頻繁に通うようになる馴染みの映画館もどんどん増えていった。千石の「三百人劇場」初体験は81年。京王線沿線にある「下高井戸京王」、池袋の「文芸座ル・ピリエ」、東京駅前の「八重洲スター座」に通い始めたのもこの年である。82年からは新宿の「シネマスクエアとうきゅう」にも通い始めた。ここは全座席入れ替え制を導入していた。岩波ホール以外で導入しているのはまだ珍しかった頃だ。ここは岩波ホールと並ぶ代表的なミニシアターで、上映作品の質が高かった。頻繁に通っていたのはそのためである。

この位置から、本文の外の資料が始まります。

//! Post CRUD handlers.

use actix_web::{HttpResponse, web};

use quill_core::domain::{MediaRef, PostDraft, PostPatch};
use quill_shared::dto::{
    CreatePostRequest, CreatedResponse, DeletedResponse, MediaRefDto, UpdatePostRequest,
    UpdatedResponse,
};

use crate::middleware::error::AppResult;
use crate::state::AppState;

/// GET /api/posts
pub async fn list(state: web::Data<AppState>) -> AppResult<HttpResponse> {
    let posts = state.posts.find_all().await?;
    Ok(HttpResponse::Ok().json(posts))
}

/// POST /api/posts
pub async fn create(
    state: web::Data<AppState>,
    body: web::Json<CreatePostRequest>,
) -> AppResult<HttpResponse> {
    let id = state.posts.create(into_draft(body.into_inner())).await?;
    Ok(HttpResponse::Created().json(CreatedResponse {
        inserted_id: id.to_hex(),
    }))
}

/// GET /api/posts/{id}
pub async fn get_one(
    state: web::Data<AppState>,
    path: web::Path<String>,
) -> AppResult<HttpResponse> {
    let post = state.posts.find_one(&path.into_inner()).await?;
    Ok(HttpResponse::Ok().json(post))
}

/// PUT /api/posts/{id}
pub async fn update(
    state: web::Data<AppState>,
    path: web::Path<String>,
    body: web::Json<UpdatePostRequest>,
) -> AppResult<HttpResponse> {
    let modified = state
        .posts
        .update(&path.into_inner(), into_patch(body.into_inner()))
        .await?;
    Ok(HttpResponse::Ok().json(UpdatedResponse {
        modified_count: modified,
    }))
}

/// DELETE /api/posts/{id}
pub async fn remove(
    state: web::Data<AppState>,
    path: web::Path<String>,
) -> AppResult<HttpResponse> {
    let deleted = state.posts.remove(&path.into_inner()).await?;
    Ok(HttpResponse::Ok().json(DeletedResponse {
        deleted_count: deleted,
    }))
}

fn into_draft(request: CreatePostRequest) -> PostDraft {
    PostDraft {
        title: request.title,
        author: request.author,
        content: request.content,
        excerpt: request.excerpt,
        cover_image: request.cover_image.map(into_media),
        cover_video: request.cover_video.map(into_media),
    }
}

fn into_patch(request: UpdatePostRequest) -> PostPatch {
    PostPatch {
        title: request.title,
        author: request.author,
        content: request.content,
        excerpt: request.excerpt,
        cover_image: request.cover_image.map(into_media),
        cover_video: request.cover_video.map(into_media),
    }
}

fn into_media(dto: MediaRefDto) -> MediaRef {
    MediaRef { url: dto.url }
}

83年には池袋の「スタジオ200」、84年には「大井武蔵野館」、「シネ・ヴィヴァン六本木」、東銀座の「松竹シネサロン」、渋谷の「ユーロスペース」(今の円山町ではなく当時は渋谷駅北口の高速の下にあった)が常連入り。86年には竹橋の「近代美術館」で山本嘉次郎の「馬」を観ている。「近代美術館」は国立フィルムセンターが火事で焼けたため、一時ここに引っ越していたのである。この火災はまさに日本における映画文化の貧困さを象徴する事件だった。84年の9月3日、多分いつもより比較的涼しい日だったのだろう、フィルム保管庫のクーラーを止めていたところ可燃フィルムが自然発火してしまった。予算をケチってクーラーを止めたために貴重なフィルムを消失してしまったのである。当時新聞でそれを知ったときにはしばし呆然としたものだ。

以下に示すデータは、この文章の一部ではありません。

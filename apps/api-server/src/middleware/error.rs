//! Error handling - RFC 7807 compliant responses.

use actix_web::{HttpResponse, ResponseError, http::StatusCode};
use quill_shared::ErrorResponse;
use std::fmt;

/// Application-level error type that converts to RFC 7807 responses.
#[derive(Debug)]
pub enum AppError {
    NotFound(String),
    BadRequest(String),
    Internal(String),
}

impl fmt::Display for AppError {
    fn fmt(&self, f: &mut fmt::Formatter<'_>) -> fmt::Result {
        match self {
            AppError::NotFound(msg) => write!(f, "Not found: {}", msg),
            AppError::BadRequest(msg) => write!(f, "Bad request: {}", msg),
            AppError::Internal(msg) => write!(f, "Internal error: {}", msg),
        }
    }
}

impl ResponseError for AppError {
    fn status_code(&self) -> StatusCode {
        match self {
            AppError::NotFound(_) => StatusCode::NOT_FOUND,
            AppError::BadRequest(_) => StatusCode::BAD_REQUEST,
            AppError::Internal(_) => StatusCode::INTERNAL_SERVER_ERROR,
        }
    }

    fn error_response(&self) -> HttpResponse {
        let error = match self {
            AppError::NotFound(detail) => ErrorResponse::not_found(detail),
            AppError::BadRequest(detail) => ErrorResponse::bad_request(detail),
            AppError::Internal(detail) => {
                // Log internal errors; the response body withholds the detail.
                tracing::error!("Internal error: {}", detail);
                ErrorResponse::internal_error()
            }
        };

        HttpResponse::build(self.status_code()).json(error)
    }
}

// Conversion from domain errors. Invalid-identifier and not-found stay
// distinct status codes: clients correct a 400 and give up on a 404.
impl From<quill_core::DomainError> for AppError {
    fn from(err: quill_core::DomainError) -> Self {
        match err {
            quill_core::DomainError::NotFound { id } => {
                AppError::NotFound(format!("Post with id {} not found", id))
            }
            quill_core::DomainError::InvalidId(id) => {
                AppError::BadRequest(format!("Malformed post id: {}", id))
            }
            quill_core::DomainError::Validation(msg) => AppError::BadRequest(msg),
            quill_core::DomainError::Store(e) => AppError::Internal(e.to_string()),
        }
    }
}

/// Result type alias for handlers.
pub type AppResult<T> = Result<T, AppError>;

そもそも古いフィルムはセルロイド製で発火しやすく、フィルム保管庫はいわば弾薬をかかえているのと同じである。オランダ視聴覚アーカイヴの可燃性フィルム保存庫は海辺の砂丘地帯の窪地にある。第二次大戦中にナチス・ドイツ軍のトーチカとして建設されたものをフィルム保存庫に改造したのである。オーファーフェーンの森の奥にあるオランダ映画博物館分館もまたかつてはトーチカだった。
昔のトーチカを改造して使う。これほど保存に気を使わねばならないくらい可燃性フィルムはデリケートなものなのである。そのクーラーを切るとは!フィルムセンターの所員の責任ではない。貧困な予算しかつけない政治に問題がある。日本の文化予算は能や歌舞伎などの伝統文化の維持にほとんどをつぎ込み、映画などという「大衆文化」にはおこぼれ程度しか回ってこない。果ては、予算を増やすどころか、これでもまだ多いとばかりに2001年にはフィルムセンターを独立法人化してしまった。
国の文化予算の貧弱さと岩波ホール閉館は決して無関係ではないと思う。日本の政府には映画を文化遺産ととらえる意識が決定的に欠如している。イギリスはブレア首相時代に映画大臣を新設したが、日本でこんなことは考えられない。映画だけではない。コロナ禍で文化芸術関係の団体はどこでも運営、いや存続すら危うい状況にある。岩波ホールなき後の日本の映画文化はいったいどうなるのだろうか。僕もユーネクストを利用しているが、このまま動画配信が主流になり映画館は消えてゆくのか。ユーネクストはかなりレアなものも掘り起こしていて助かるが、それで映画制作会社が潤うわけではない。少なくともコロナ後の映画製作・上映状況は、コロナ前とは大きく変わったものになっているだろう。長い間馴染んできた「戦後」という言い方に代わって、「コロナ後」という言い方が当たり前のように使われるようになるのかもしれない。岩波ホールなき後に洪水が来て欲しくはない。